If you're growing rapidly, then you need a really solid foundation for your headcount plan. It needs to tie into your key business volume metrics. For example, if we do $X in sales, how many salespeople will be need? Does that jive with a realistic hiring plan and method for assimilating them into the organization? How many service delivery people does that then require? What ratio of supervisory people to staff workers do you then need? What impact will those headcounts then have on your administrative (i.e., overhead) headcounts (e.g., I.T. support, billing, HR, etc.). Sometimes its helpful to mock-up some org charts based on different revenue volumes and go through them with your management team. In theory, they should be leading the way with the growth plan. Unfortunately, however, a lot of people just don't have much experience with fast growth, so you may need to help them visualize it.

Ideally, from a planning perspective, you want to be able to drive your headcounts off of your assumed volumes using ratios, as discussed above. That may be more trouble than its worth in a smaller organization, though. In any event, once you are able to build your headcount levels under a few different growth assumptions, then you need a tool for modeling the multiple scenarios. I will back Carrie up in her advocacy of Adaptive Planning. It allows you to very easily maintain multiple scenarios and it gets you out of the problem of managing multiple spreadsheets (sometimes hundreds!) with their broken links, incorrect formulas, clunky reporting, and so forth.

Good luck!

Alan Lester
Title: Principal
Company: R. Ellis Advisors
LinkedIn Profile
(Principal, R. Ellis Advisors) |

If your processes, systems, activity and people are properly aligned, then when you budget for growth, you know where the headcount will increase.

Topic Expert
Brenda Morris
Title: Board of Directors, Audit Committee Chai..
Company: Boot Barn
(Board of Directors, Audit Committee Chair, Boot Barn) |

We recently implemented Host Analytics Planning & Reporting tool (my second time with this tool).

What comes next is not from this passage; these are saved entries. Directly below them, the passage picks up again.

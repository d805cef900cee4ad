//! Parsing domain models

mod parsed_tree;
mod syntax_node;

pub use parsed_tree::{ParseDiagnostic, ParsedTree, SourceEdit};
pub use syntax_node::{SyntaxKind, SyntaxNode};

It moves out of excel these processes and allows dynamic and very user friendly budgeting. It includes headcount planning, revenue planning, OPEX, capital budgets and initiative planning. I think it could be a great fit based on what you are looking for. It addresses your headcount planning questions perfectly. Brenda

Topic Expert
Keith Perry
Title: Director of Global Accounting
Company: Agrinos, Inc.
(Director of Global Accounting, Agrinos, Inc.) |


Slightly echoing Patrick's input:
I do like to do a bottom-up (ask the managers for a plan, consider turnover, keep the intern-to-hire pipe full just in case), however;
When dealing with complex and rapid growth situations, I also like to have a straight-up metrics based top down. I did $X in revenue with A employees. Next year I will do $Y in revenue, so I expect about B employees.

This isn't my target, as much as it is a very simple planning metric and gives me a sanity check on the proposals for hiring that come in. Oddly, except in sales*, I am seldom hit by managers asking for too many people (none of my current companies have any "empire builders", happily). I'm hit with knowing that we are going to triple revenue in the coming year, and I need some metrics around what that *should* take. We then have a filter to look at the budgets and understand if any of the managers has under-estimated the coming tsunami.



*My sales VPs have always been pretty distinctly aware of the relationship between headcount and revenue, along with diminishing returns.